_Problem description_:
Which of the lines below contain the string "format"? Copy each one.

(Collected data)
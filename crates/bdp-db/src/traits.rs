//! Database trait definition

use crate::error::{DbError, DbResult};
use bdp_core::{is_valid_identifier, Frame, Value};

/// A column as reported by the catalog
#[derive(Debug, Clone, PartialEq, Eq)]
pub struct ColumnInfo {
    pub name: String,
    pub data_type: String,
}

/// Database surface used by the materializer, transforms, and docs.
///
/// Every call is blocking. Schema and table arguments are validated as
/// identifiers before they are interpolated into SQL text.
pub trait Database: Send + Sync {
    /// Execute one statement with bound parameters, returns affected rows
    fn execute(&self, sql: &str, params: &[Value]) -> DbResult<usize>;

    /// Execute multiple SQL statements
    fn execute_batch(&self, sql: &str) -> DbResult<()>;

    /// Create a schema if it does not exist
    fn create_schema_if_not_exists(&self, schema: &str) -> DbResult<()>;

    /// Create or replace `schema.table` from a SELECT statement
    fn replace_table_as(&self, schema: &str, table: &str, select: &str) -> DbResult<()>;

    /// Check if a table or view exists
    fn table_exists(&self, schema: &str, table: &str) -> DbResult<bool>;

    /// Columns of a table in declaration order
    fn columns_of(&self, schema: &str, table: &str) -> DbResult<Vec<ColumnInfo>>;

    /// Number of rows in a table
    fn row_count(&self, schema: &str, table: &str) -> DbResult<usize>;

    /// Column names plus up to `limit` rows
    fn sample_rows(
        &self,
        schema: &str,
        table: &str,
        limit: usize,
    ) -> DbResult<(Vec<String>, Vec<Vec<Value>>)> {
        let sql = format!("SELECT * FROM {} LIMIT {}", qualified_name(schema, table)?, limit);
        let frame = self.query_frame(&sql)?;
        let columns = frame.column_names().into_iter().map(String::from).collect();
        Ok((columns, frame.rows().collect()))
    }

    /// Run a query and collect its result as a frame
    fn query_frame(&self, sql: &str) -> DbResult<Frame>;

    /// Read a whole table
    fn read_table(&self, schema: &str, table: &str) -> DbResult<Frame> {
        self.query_frame(&format!("SELECT * FROM {}", qualified_name(schema, table)?))
    }

    /// Replace `schema.table` with the contents of `frame`
    fn write_frame(&self, schema: &str, table: &str, frame: &Frame) -> DbResult<()>;

    /// Database location (file path or `:memory:`)
    fn location(&self) -> &str;

    /// Database type identifier for logging
    fn db_type(&self) -> &'static str;
}

/// Validate an identifier before it is placed into SQL text
pub fn checked_identifier(value: &str) -> DbResult<&str> {
    if is_valid_identifier(value) {
        Ok(value)
    } else {
        Err(DbError::InvalidIdentifier(value.to_string()))
    }
}

/// `schema.table` after validating both parts
pub fn qualified_name(schema: &str, table: &str) -> DbResult<String> {
    Ok(format!(
        "{}.{}",
        checked_identifier(schema)?,
        checked_identifier(table)?
    ))
}

/// Double-quote an arbitrary column name
pub fn quote_ident(name: &str) -> String {
    format!("\"{}\"", name.replace('"', "\"\""))
}
//! bdp-db - Database layer for bdp
//!
//! This crate provides the `Database` trait consumed by the materializer and
//! the docs renderer, and its DuckDB implementation.

pub mod duckdb;
pub mod error;
pub mod traits;

pub use duckdb::DuckDbBackend;
pub use error::{DbError, DbResult};
pub use traits::{ColumnInfo, Database};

_Result_:
        let sql = format!("SELECT * FROM {} LIMIT {}", qualified_name(schema, table)?, limit);
        self.query_frame(&format!("SELECT * FROM {}", qualified_name(schema, table)?))
    Ok(format!(
    format!("\"{}\"", name.replace('"', "\"\""))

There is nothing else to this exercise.